Abstract

Vehicles traversing off-road terrains experience modes of dynamics that are not usually encountered on-road. Deformable terrains with significant variations in height and the presence of bumps can lead to significant vertical dynamics in a vehicle. Besides rider discomfort and safety of the vehicle, in the case of unmanned vehicles, these vertical dynamics coupled with pitch motion can produce significant disturbances to sensors such as cameras. Reducing these vertical dynamics is therefore important. However any control design for this problem has to first contend with the modeling complexity of vehicle-tire-terrain interaction. Motivated by recent developments in dynamical systems, we propose the use of the Koopman operator to obtain a linear representation for both the vehicle and terrain interaction dynamics as well as the effect of the control input. As a test case for this framework we address the problem of stabilizing the vertical dynamics of a half-car model moving on a deformable terrain using a propulsive force on the car as the sole control input.
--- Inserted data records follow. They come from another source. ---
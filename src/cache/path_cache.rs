//! TTL cache for planned routes.
//!
//! Entries age out by sweep count rather than wall-clock time: each
//! `sweep()` decrements every entry's TTL and drops the ones that hit
//! zero. Hits push an entry's expiry out aggressively (`get` squares
//! the TTL) so popular routes effectively pin themselves while unused
//! ones decay within a few sweeps. The cache never spawns a timer; the
//! embedder calls `sweep()` on its own cadence.

use std::collections::HashMap;

use log::debug;

use crate::core::Waypoint;
use crate::route::Route;

struct CacheEntry {
    route: Route,
    ttl: i32,
}

pub struct PathCache {
    entries: HashMap<String, CacheEntry>,
    initial_ttl: i32,
}

impl PathCache {
    pub fn new(initial_ttl: i32) -> Self {
        Self {
            entries: HashMap::new(),
            initial_ttl,
        }
    }

    /// Cache key for a waypoint list: each coordinate rounded to two
    /// decimals, joined with `#`. Requests within roughly a kilometer
    /// of each other share a key on purpose.
    pub fn key_for(waypoints: &[Waypoint]) -> String {
        waypoints
            .iter()
            .map(|wp| wp.coordinate.hash_key())
            .collect::<Vec<_>>()
            .join("#")
    }

    /// Store a route under `key` with the initial TTL, replacing any
    /// previous entry.
    pub fn insert(&mut self, key: String, route: Route) {
        self.entries.insert(
            key,
            CacheEntry {
                route,
                ttl: self.initial_ttl,
            },
        );
    }

    /// Membership probe. A hit bumps the entry's TTL by one.
    pub fn contains(&mut self, key: &str) -> bool {
        match self.entries.get_mut(key) {
            Some(entry) => {
                entry.ttl += 1;
                true
            }
            None => false,
        }
    }

    /// Fetch a cached route. A hit rewards the entry with ttl = 1 + ttl².
    pub fn get(&mut self, key: &str) -> Option<&Route> {
        let entry = self.entries.get_mut(key)?;
        entry.ttl = 1 + entry.ttl * entry.ttl;
        Some(&entry.route)
    }

    /// Current TTL of an entry, without touching it.
    pub fn ttl(&self, key: &str) -> Option<i32> {
        self.entries.get(key).map(|e| e.ttl)
    }

    /// Age every entry by one tick and evict the expired ones.
    pub fn sweep(&mut self) {
        let before = self.entries.len();
        self.entries.retain(|_, entry| {
            entry.ttl -= 1;
            entry.ttl > 0
        });
        let evicted = before - self.entries.len();
        if evicted > 0 {
            debug!("path cache sweep evicted {evicted} of {before} routes");
        }
    }

    pub fn len(&self) -> usize {
        self.entries.len()
    }

    pub fn is_empty(&self) -> bool {
        self.entries.is_empty()
    }

    pub fn clear(&mut self) {
        self.entries.clear();
    }
}
//! Sorted-array id set with binary-search operations.
//!
//! Mirrors the contents of the A* open queue so "is X open" is a
//! binary search instead of a heap scan, and doubles as the closed
//! set. Insertion keeps the backing array sorted.

/// A sorted set of vertex ids.
#[derive(Debug, Clone, Default)]
pub struct SortedIdSet {
    ids: Vec<u32>,
}

impl SortedIdSet {
    pub fn new() -> Self {
        Self::default()
    }

    /// Insert a value, keeping the array sorted. Duplicates are kept;
    /// the queue this mirrors can also hold an id more than once.
    pub fn insert(&mut self, value: u32) {
        let at = match self.ids.binary_search(&value) {
            Ok(found) => found,
            Err(slot) => slot,
        };
        self.ids.insert(at, value);
    }

    /// Whether the set holds the value.
    pub fn contains(&self, value: u32) -> bool {
        self.ids.binary_search(&value).is_ok()
    }

    /// Remove one occurrence of the value, if present.
    pub fn remove(&mut self, value: u32) {
        if let Ok(at) = self.ids.binary_search(&value) {
            self.ids.remove(at);
        }
    }

    pub fn len(&self) -> usize {
        self.ids.len()
    }

    pub fn is_empty(&self) -> bool {
        self.ids.is_empty()
    }

    pub fn clear(&mut self) {
        self.ids.clear();
    }

    pub fn as_slice(&self) -> &[u32] {
        &self.ids
    }
}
The terramechanics are modeled using the Bekker-Wong equations. Using the Koopman operator framework, we obtain a lifted, linear representation of the nonlinear control system, which is then used to formulate the optimal control problem as a constrained linear quadratic model predictive control problem on the lifted system. The framework proposed in this paper can potentially be extended to design a combination of data-driven and physics-based control algorithms for intelligent suspensions, motion control and path-tracking for unmanned ground vehicles on unstructured terrains.